Oracle RAC Instances Test

In most production environments, it is essential to monitor the uptime of critical servers in the infrastructure. By tracking the uptime of each of the servers, administrators can determine what percentage of time a server has been up. Comparing this value with service level targets, administrators can determine the most trouble-prone areas of the infrastructure.

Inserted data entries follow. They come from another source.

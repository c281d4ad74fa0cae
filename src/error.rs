//! Error types for aware-session.

use crate::ids::ClientId;

/// Result type alias.
pub type Result<T> = std::result::Result<T, Error>;

/// Main error type.
///
/// Misuse of a session handle (calls after `destroy()` or after the manager
/// went away) is never reported through this type; it is logged instead.
#[derive(Debug, thiserror::Error)]
pub enum Error {
    /// A publish or subscribe configuration failed validation.
    #[error("Invalid discovery config: {0}")]
    InvalidConfig(String),

    /// The backend discovery service reported a failure.
    #[error("Discovery service error: {0}")]
    Service(String),

    /// The client is not attached to this manager.
    #[error("Unknown client: {0}")]
    UnknownClient(ClientId),

    /// A peer discovery-interface address had the wrong length.
    #[error("Invalid peer address: expected 6 bytes, got {0}")]
    InvalidPeerAddress(usize),

    /// Network specifier encoding or decoding failed.
    #[error("Network specifier error: {0}")]
    Specifier(#[from] serde_json::Error),
}

impl Error {
    /// Create a config validation error.
    pub fn invalid_config<S: Into<String>>(msg: S) -> Self {
        Self::InvalidConfig(msg.into())
    }

    /// Create a backend service error.
    pub fn service<S: Into<String>>(msg: S) -> Self {
        Self::Service(msg.into())
    }
}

In some environments, administrators may schedule periodic reboots of their servers. By knowing that a specific server has been up for an unusually long time, an administrator may come to know that the scheduled reboot task is not working on a server.

This test monitors the uptime of every node in an Oracle cluster.

Target of the test : Oracle Cluster

Agent deploying the test : An internal agent

Outputs of the test : One set of results for each node in the Oracle cluster being monitored

Configurable parameters for the test
Parameter Description

Test period

How often should the test be executed

Host

The host for which the test is to be configured.

Port

The port on which the server is listening.

Service Name

A ServiceName exists for the entire Oracle RAC system. When clients connect to an Oracle cluster using the ServiceName, then the cluster routes the request to any available database instance in the cluster. By default, the Service Name is set to none. In this case, the test connects to the cluster using the ORASID and pulls out the metrics from that database instance which corresponds to that ORASID. If a valid service name is specified instead, then, the test will connect to the cluster using that Service Name, and will be able to pull out metrics from any available database instance in the cluster.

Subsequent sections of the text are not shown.